You just got your hand on a dedicated server and installed Proxmox 7 hypervisor on it.
If you are a security freak like me and want to be sure your systems are safe and sound in this far west that is internet, you came on the right article.
I will only detail steps here to secure a single cluster with a single node and with a single root user, I won’t go around detailing how to secure the systems from within with your users and vm’s.
Enable TOTP
The first step would be to add a 2FA. On the left panel (Server View), simply click on the Datacenter, then under the permissions tab, go into Two Factor, and click TOTP.
There are others ways of providing a double authentifying factor, but that’s up to you to explore.
One important note, your TOTP won’t protect you from an attacker using the same credentials and to connect with SSH. It only protects the web application.
Install fail2ban on your node
You might think that changing the SSH port of the node might be interesting too but according to proxmox documentation, it is needed for the cluster, and it is not recommended.
It is however recommended to install fail2ban. To give an idea, just leave your server running a couple days and look at the logs in the node, you will see multiple failed login attempts, I can guarantee you that.
Matter of fact put a simple dictionary password as a password and I garantee you will get hacked by a bot in less than 24h.

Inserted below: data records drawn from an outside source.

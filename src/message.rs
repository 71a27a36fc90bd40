//! Commit message composition
//!
//! Every backup commit is titled `Automated Backup: <body>`. The body comes from a
//! [`CommitMessageSource`]: either the built-in template listing changed and deleted
//! targets, or a language model summarizing the staged diff, falling back to the
//! template whenever generation fails.

use crate::batcher::PendingAction;
use crate::error::{Result, SyncError};
use crate::vcs::GitRepository;
use async_trait::async_trait;
use serde::{Deserialize, Serialize};
use std::path::Path;
use std::time::Duration;
use tracing::{debug, warn};

/// Prefix of every commit the synchronizer creates
pub const COMMIT_PREFIX: &str = "Automated Backup: ";

/// Longest generated title accepted, in characters
pub const MAX_TITLE_CHARS: usize = 72;

/// What a commit is about
#[derive(Debug, Clone, PartialEq, Eq)]
pub enum CommitSummary {
	/// Mirrored changes, as paths relative to the home root where possible
	Changes { changed: Vec<String>, deleted: Vec<String> },
	/// A fixed description, used for startup and target reloads
	Note(String),
}

impl CommitSummary {
	pub fn from_action(action: &PendingAction, home: &Path) -> Self {
		let display = |path: &Path| match path.strip_prefix(home) {
			Ok(relative) if !relative.as_os_str().is_empty() => relative.display().to_string(),
			_ => path.display().to_string(),
		};
		Self::Changes {
			changed: action.changed.iter().map(|b| display(b.as_path())).collect(),
			deleted: action
				.deleted
				.iter()
				.filter(|b| !action.changed.contains(*b))
				.map(|b| display(b.as_path()))
				.collect(),
		}
	}

	pub fn note(text: impl Into<String>) -> Self {
		Self::Note(text.into())
	}

	/// Template body, e.g. `changed: .bashrc, .config/nvim; deleted: .zshrc`.
	///
	/// Falls back to the local time when there is nothing to list.
	pub fn template(&self) -> String {
		match self {
			Self::Note(text) => text.clone(),
			Self::Changes { changed, deleted } => {
				let mut sections = Vec::new();
				if !changed.is_empty() {
					sections.push(format!("changed: {}", changed.join(", ")));
				}
				if !deleted.is_empty() {
					sections.push(format!("deleted: {}", deleted.join(", ")));
				}
				if sections.is_empty() {
					chrono::Local::now().format("%Y-%m-%d %H:%M:%S").to_string()
				} else {
					sections.join("; ")
				}
			}
		}
	}
}

/// Strategy producing the body of a commit message
#[async_trait]
pub trait CommitMessageSource: Send + Sync {
	/// Called after staging, so implementations may inspect the staged diff
	async fn compose(&self, summary: &CommitSummary, repo: &GitRepository) -> String;
}

/// Always uses [`CommitSummary::template`]
#[derive(Debug, Clone, Default)]
pub struct TemplateMessages;

#[async_trait]
impl CommitMessageSource for TemplateMessages {
	async fn compose(&self, summary: &CommitSummary, _repo: &GitRepository) -> String {
		summary.template()
	}
}

/// Turns a diff into a one-line commit title
#[async_trait]
pub trait MessageGenerator: Send + Sync {
	async fn generate(&self, diff: &str) -> Result<String>;
}

/// Summarizes the staged diff with a [`MessageGenerator`]
pub struct GeneratedMessages<G> {
	generator: G,
}

impl<G: MessageGenerator> GeneratedMessages<G> {
	pub fn new(generator: G) -> Self {
		Self { generator }
	}
}

#[async_trait]
impl<G: MessageGenerator> CommitMessageSource for GeneratedMessages<G> {
	async fn compose(&self, summary: &CommitSummary, repo: &GitRepository) -> String {
		if let CommitSummary::Note(_) = summary {
			return summary.template();
		}

		let generated = match repo.staged_diff().await {
			Ok(diff) if diff.trim().is_empty() => {
				Err(SyncError::message_generation("nothing staged"))
			}
			Ok(diff) => self.generator.generate(&diff).await,
			Err(e) => Err(e),
		};

		match generated {
			Ok(title) => title,
			Err(e) => {
				warn!("Commit message generation failed, using template: {}", e);
				summary.template()
			}
		}
	}
}

const OPENAI_ENDPOINT: &str = "https://api.openai.com/v1/chat/completions";

/// Diffs are cut to this many characters before being sent
const MAX_DIFF_CHARS: usize = 12_000;

const SYSTEM_PROMPT: &str = "You are to act as the author of a commit message in git. \
Your mission is to create a clean and comprehensive commit message title. \
Convert the git diff given to you into a single-line commit title in the present tense. \
Reply with the title only, no body and no quotes. \
The title must not exceed 72 characters.";

#[derive(Debug, Serialize)]
struct ChatRequest<'a> {
	model: &'a str,
	messages: Vec<ChatMessage<'a>>,
	temperature: f32,
	max_tokens: u32,
}

#[derive(Debug, Serialize)]
struct ChatMessage<'a> {
	role: &'a str,
	content: &'a str,
}

#[derive(Debug, Deserialize)]
struct ChatResponse {
	choices: Vec<ChatChoice>,
}

#[derive(Debug, Deserialize)]
struct ChatChoice {
	message: ChatReply,
}

#[derive(Debug, Deserialize)]
struct ChatReply {
	content: Option<String>,
}

/// OpenAI chat-completions client
#[derive(Debug, Clone)]
pub struct OpenAiGenerator {
	client: reqwest::Client,
	api_key: String,
	model: String,
	endpoint: String,
}

impl OpenAiGenerator {
	pub const DEFAULT_MODEL: &'static str = "gpt-3.5-turbo";

	pub fn new(api_key: impl Into<String>, model: impl Into<String>) -> Result<Self> {
		let client = reqwest::Client::builder()
			.timeout(Duration::from_secs(30))
			.build()?;
		Ok(Self {
			client,
			api_key: api_key.into(),
			model: model.into(),
			endpoint: OPENAI_ENDPOINT.to_string(),
		})
	}

	/// Build a client from the `OPENAI_KEY` environment variable
	pub fn from_env(model: impl Into<String>) -> Result<Self> {
		match std::env::var("OPENAI_KEY") {
			Ok(key) if !key.trim().is_empty() => Self::new(key.trim(), model),
			_ => Err(SyncError::configuration_error(
				"OPENAI_KEY",
				"environment variable is not set",
				"API key",
				"unset",
			)),
		}
	}

	pub fn with_endpoint(mut self, endpoint: impl Into<String>) -> Self {
		self.endpoint = endpoint.into();
		self
	}

	pub fn model(&self) -> &str {
		&self.model
	}

	fn request<'a>(&'a self, diff: &'a str) -> ChatRequest<'a> {
		ChatRequest {
			model: &self.model,
			messages: vec![
				ChatMessage { role: "system", content: SYSTEM_PROMPT },
				ChatMessage { role: "user", content: truncate_chars(diff, MAX_DIFF_CHARS) },
			],
			temperature: 1.0,
			max_tokens: 256,
		}
	}
}

#[async_trait]
impl MessageGenerator for OpenAiGenerator {
	async fn generate(&self, diff: &str) -> Result<String> {
		debug!("Requesting commit title for {} bytes of diff", diff.len());

		let response: ChatResponse = self
			.client
			.post(&self.endpoint)
			.bearer_auth(&self.api_key)
			.json(&self.request(diff))
			.send()
			.await?
			.error_for_status()?
			.json()
			.await?;

		let content = response
			.choices
			.into_iter()
			.next()
			.and_then(|choice| choice.message.content)
			.ok_or_else(|| SyncError::message_generation("response contained no choices"))?;

		tidy_title(&content)
			.ok_or_else(|| SyncError::message_generation("model returned an empty title"))
	}
}

/// First line, trimmed and unquoted, first letter capitalized, cut to [`MAX_TITLE_CHARS`]
pub fn tidy_title(raw: &str) -> Option<String> {
	let line = raw.lines().map(str::trim).find(|line| !line.is_empty())?;
	let line = line.trim_matches(|c| c == '"' || c == '\'' || c == '`').trim();

	let mut chars = line.chars();
	let first = chars.next()?;
	let title: String = first.to_uppercase().chain(chars).collect();
	Some(truncate_chars(&title, MAX_TITLE_CHARS).trim_end().to_string())
}

fn truncate_chars(text: &str, max: usize) -> &str {
	match text.char_indices().nth(max) {
		Some((index, _)) => &text[..index],
		None => text,
	}
}
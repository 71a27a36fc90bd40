use criterion::{black_box, criterion_group, criterion_main, Criterion};
use home_synchronizer::events::{EventMask, RawEvent};
use home_synchronizer::test_infrastructure::ScriptedSource;
use home_synchronizer::{ChangeBatcher, Target, WatchRegistry};
use std::fs;
use tempfile::TempDir;

fn tree(width: usize) -> TempDir {
	let temp_dir = TempDir::new().unwrap();
	for i in 0..width {
		let dir = temp_dir.path().join(format!("dir_{i}"));
		fs::create_dir_all(dir.join("nested")).unwrap();
		fs::write(dir.join("file.txt"), "content").unwrap();
	}
	temp_dir
}

fn bench_rebuild(c: &mut Criterion) {
	let temp_dir = tree(50);
	let targets = [Target::directory(temp_dir.path())];

	c.bench_function("registry_rebuild_101_directories", |b| {
		let mut registry = WatchRegistry::new(ScriptedSource::new());
		b.iter(|| registry.rebuild(black_box(&targets)))
	});
}

fn bench_collect(c: &mut Criterion) {
	let temp_dir = tree(50);
	let source = ScriptedSource::new();
	let mut registry = WatchRegistry::new(source.clone());
	registry.rebuild(&[Target::directory(temp_dir.path())]);
	let handles: Vec<_> = (0..50)
		.filter_map(|i| registry.handle_for(&temp_dir.path().join(format!("dir_{i}"))))
		.collect();
	let batcher = ChangeBatcher::new(1024);

	c.bench_function("batcher_collect_1000_events", |b| {
		b.iter(|| {
			for i in 0..1000 {
				let handle = handles[i % handles.len()];
				source.push(RawEvent::new(handle, EventMask::MODIFY).with_name("file.txt"));
			}
			black_box(batcher.collect(&mut registry))
		})
	});
}

criterion_group!(benches, bench_rebuild, bench_collect);
criterion_main!(benches);
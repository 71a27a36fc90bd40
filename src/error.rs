use std::path::PathBuf;
use thiserror::Error;

use crate::events::WatchHandle;

/// Synchronizer error types
///
/// Startup-only failures (missing home root, unreadable configuration) are fatal to the
/// binary. Everything else is logged by the service loop and the daemon keeps running.
#[derive(Error, Debug)]
pub enum SyncError {
	#[error("IO error: {0}")]
	Io(#[from] std::io::Error),

	#[error("Notify error: {0}")]
	Notify(#[from] notify::Error),

	#[error("JSON serialization error: {0}")]
	Json(#[from] serde_json::Error),

	#[error("HTTP error: {0}")]
	Http(#[from] reqwest::Error),

	#[error("HOME environment variable is not set")]
	MissingHome,

	#[error("Failed to load configuration {path}: {reason}")]
	ConfigLoad { path: PathBuf, reason: String },

	#[error(
		"Configuration error: {parameter} - {reason} (expected: {expected}, actual: {actual})"
	)]
	ConfigurationError {
		parameter: String,
		reason: String,
		expected: String,
		actual: String,
	},

	#[error("Watch target does not exist: {path}")]
	WatchTargetMissing { path: PathBuf },

	#[error("Unknown watch handle {handle}")]
	UnknownHandle { handle: WatchHandle },

	#[error("Path {path} is outside the home root {home}")]
	OutsideHome { path: PathBuf, home: PathBuf },

	#[error("Command `{command}` failed with status {status}: {stderr}")]
	CommandFailed {
		command: String,
		status: String,
		stderr: String,
	},

	#[error("Commit message generation failed: {reason}")]
	MessageGeneration { reason: String },
}

impl SyncError {
	/// Check if this error is related to configuration issues
	pub fn is_configuration_error(&self) -> bool {
		matches!(
			self,
			SyncError::MissingHome
				| SyncError::ConfigLoad { .. }
				| SyncError::ConfigurationError { .. }
				| SyncError::OutsideHome { .. }
		)
	}

	/// Get error category for logging
	pub fn category(&self) -> &'static str {
		match self {
			SyncError::Io(_) => "io",
			SyncError::Notify(_) => "notify",
			SyncError::Json(_) => "serialization",
			SyncError::Http(_) => "network",
			SyncError::MissingHome => "environment",
			SyncError::ConfigLoad { .. } => "configuration",
			SyncError::ConfigurationError { .. } => "configuration",
			SyncError::WatchTargetMissing { .. } => "watch",
			SyncError::UnknownHandle { .. } => "invariant",
			SyncError::OutsideHome { .. } => "configuration",
			SyncError::CommandFailed { .. } => "command",
			SyncError::MessageGeneration { .. } => "message_generation",
		}
	}

	/// Create a configuration error
	pub fn configuration_error(
		parameter: &str, reason: &str, expected: &str, actual: &str,
	) -> Self {
		SyncError::ConfigurationError {
			parameter: parameter.to_string(),
			reason: reason.to_string(),
			expected: expected.to_string(),
			actual: actual.to_string(),
		}
	}

	/// Create a configuration load error for a path
	pub fn config_load(path: impl Into<PathBuf>, reason: impl ToString) -> Self {
		SyncError::ConfigLoad { path: path.into(), reason: reason.to_string() }
	}

	/// Create a message generation error
	pub fn message_generation(reason: impl ToString) -> Self {
		SyncError::MessageGeneration { reason: reason.to_string() }
	}
}

pub type Result<T> = std::result::Result<T, SyncError>;
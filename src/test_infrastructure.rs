//! Test infrastructure for the synchronizer
//!
//! Deterministic stand-ins for the external collaborators: a scripted notification source,
//! a command runner that records git invocations instead of running them, and a helper
//! that lays out a home root, repository and targets file on disk.

use crate::error::{Result, SyncError};
use crate::events::{EventMask, RawEvent, WatchHandle};
use crate::source::NotificationSource;
use crate::vcs::{CommandRunner, Invocation};
use async_trait::async_trait;
use std::collections::{HashMap, HashSet, VecDeque};
use std::fs;
use std::path::{Path, PathBuf};
use std::sync::{Arc, Mutex, MutexGuard, PoisonError};

#[derive(Debug, Default)]
struct ScriptState {
	next_handle: u64,
	live: HashMap<WatchHandle, PathBuf>,
	queue: VecDeque<RawEvent>,
}

/// In-memory notification source driven by the test.
///
/// Clones share state, so a test can keep one clone to push records while the registry
/// owns the other.
#[derive(Debug, Clone, Default)]
pub struct ScriptedSource {
	state: Arc<Mutex<ScriptState>>,
}

impl ScriptedSource {
	pub fn new() -> Self {
		Self::default()
	}

	fn lock(&self) -> MutexGuard<'_, ScriptState> {
		self.state.lock().unwrap_or_else(PoisonError::into_inner)
	}

	/// Queue a record for the next drain
	pub fn push(&self, event: RawEvent) {
		self.lock().queue.push_back(event);
	}

	/// Simulate the kernel dropping a watch: the handle dies and an IGNORED record is queued
	pub fn invalidate(&self, handle: WatchHandle) {
		let mut state = self.lock();
		state.live.remove(&handle);
		state.queue.push_back(RawEvent::new(handle, EventMask::IGNORED));
	}

	/// Number of records waiting to be drained
	pub fn queued(&self) -> usize {
		self.lock().queue.len()
	}

	pub fn live_watch_count(&self) -> usize {
		self.lock().live.len()
	}

	pub fn handle_for(&self, path: &Path) -> Option<WatchHandle> {
		self.lock()
			.live
			.iter()
			.find(|(_, watched)| watched.as_path() == path)
			.map(|(handle, _)| *handle)
	}
}

impl NotificationSource for ScriptedSource {
	fn add_watch(&mut self, path: &Path, _mask: EventMask) -> Result<WatchHandle> {
		if fs::symlink_metadata(path).is_err() {
			return Err(SyncError::WatchTargetMissing { path: path.to_path_buf() });
		}

		let mut state = self.lock();
		state.live.retain(|_, watched| watched.as_path() != path);
		state.next_handle += 1;
		let handle = WatchHandle::new(state.next_handle);
		state.live.insert(handle, path.to_path_buf());
		Ok(handle)
	}

	fn remove_watch(&mut self, handle: WatchHandle) {
		self.lock().live.remove(&handle);
	}

	fn drain_events(&mut self, max_events: usize) -> Vec<RawEvent> {
		let mut state = self.lock();
		let count = max_events.min(state.queue.len());
		state.queue.drain(..count).collect()
	}
}

#[derive(Debug, Default)]
struct RecorderState {
	invocations: Vec<Invocation>,
	responses: HashMap<String, String>,
	failing: HashSet<String>,
}

/// Command runner that records invocations and answers from a script.
///
/// Commands are keyed by their first argument (`add`, `commit`, `push`, `diff`).
#[derive(Debug, Clone, Default)]
pub struct RecordingRunner {
	state: Arc<Mutex<RecorderState>>,
}

impl RecordingRunner {
	pub fn new() -> Self {
		Self::default()
	}

	fn lock(&self) -> MutexGuard<'_, RecorderState> {
		self.state.lock().unwrap_or_else(PoisonError::into_inner)
	}

	/// Answer `subcommand` with `output` on stdout
	pub fn respond_to(self, subcommand: &str, output: &str) -> Self {
		self.lock().responses.insert(subcommand.to_string(), output.to_string());
		self
	}

	/// Make `subcommand` exit with a failure status
	pub fn failing(self, subcommand: &str) -> Self {
		self.set_failing(subcommand, true);
		self
	}

	pub fn set_failing(&self, subcommand: &str, failing: bool) {
		let mut state = self.lock();
		if failing {
			state.failing.insert(subcommand.to_string());
		} else {
			state.failing.remove(subcommand);
		}
	}

	pub fn invocations(&self) -> Vec<Invocation> {
		self.lock().invocations.clone()
	}

	/// Number of recorded invocations of `subcommand`, failed ones included
	pub fn count(&self, subcommand: &str) -> usize {
		self.lock()
			.invocations
			.iter()
			.filter(|invocation| invocation.subcommand() == Some(subcommand))
			.count()
	}
}

#[async_trait]
impl CommandRunner for RecordingRunner {
	async fn run(&self, invocation: &Invocation) -> Result<String> {
		let mut state = self.lock();
		state.invocations.push(invocation.clone());

		let subcommand = invocation.subcommand().unwrap_or_default();
		if state.failing.contains(subcommand) {
			return Err(SyncError::CommandFailed {
				command: invocation.to_string(),
				status: "exit status: 1".to_string(),
				stderr: format!("scripted failure of {subcommand}"),
			});
		}

		Ok(state.responses.get(subcommand).cloned().unwrap_or_default())
	}
}

/// A home root, a repository and a targets file under one scratch directory
#[derive(Debug, Clone)]
pub struct HomeLayout {
	pub home: PathBuf,
	pub repository: PathBuf,
	pub config_path: PathBuf,
}

impl HomeLayout {
	/// Create `root/home` and `root/repo` with an empty targets file
	pub fn create(root: &Path) -> std::io::Result<Self> {
		let home = root.join("home");
		let repository = root.join("repo");
		let config_path = home.join(crate::config::DEFAULT_CONFIG_RELATIVE);

		fs::create_dir_all(&repository)?;
		if let Some(parent) = config_path.parent() {
			fs::create_dir_all(parent)?;
		}

		let layout = Self { home, repository, config_path };
		layout.write_targets(&[], &[])?;
		Ok(layout)
	}

	/// Overwrite the targets file
	pub fn write_targets(&self, directories: &[&str], files: &[&str]) -> std::io::Result<()> {
		let body = serde_json::json!({ "directories": directories, "files": files });
		fs::write(&self.config_path, body.to_string())
	}

	/// Write `content` to `relative` under the home root, creating parents
	pub fn write_file(&self, relative: &str, content: &str) -> std::io::Result<PathBuf> {
		let path = self.home.join(relative);
		if let Some(parent) = path.parent() {
			fs::create_dir_all(parent)?;
		}
		fs::write(&path, content)?;
		Ok(path)
	}

	/// Backup location of `relative` in the default mirror root
	pub fn backup_of(&self, relative: &str) -> PathBuf {
		self.repository.join(crate::config::DEFAULT_MIRROR_DIR).join(relative)
	}
}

Let’s jump into fail2ban installation, we will proceed to run fail2ban not only on the ssh service but as well on the web interface:
apt-get install fail2ban
cp /etc/fail2ban/jail.conf /etc/fail2ban/jail.local
vim /etc/fail2ban/jail.localThis is the basic config, now edit it and go down until your reach ssh configs, it should look like this:
[… snip …]
port = ssh
logpath = %(sshd_log)s
backend = %(sshd_backend)s
enabled = true
[… snip …]
I just added the last line. Now at the end of the file, add this config:
[… snip …]
#
# PROXMOX
#
[proxmox]
enabled = true
port = https,http,8006
filter = proxmox
logpath = /var/log/daemon.log
maxretry = 3
bantime = 3600
Now let’s explain to fail2ban what’s the deal with the proxmox interface:
vim /etc/fail2ban/filter.d/proxmox.conf
Add this config in that file:
[Definition]
failregex = pvedaemon\[.*authentication failure; rhost=<HOST> user=.* msg=.*
ignoreregex =This will basically explain to fail2ban how to spot failed logins.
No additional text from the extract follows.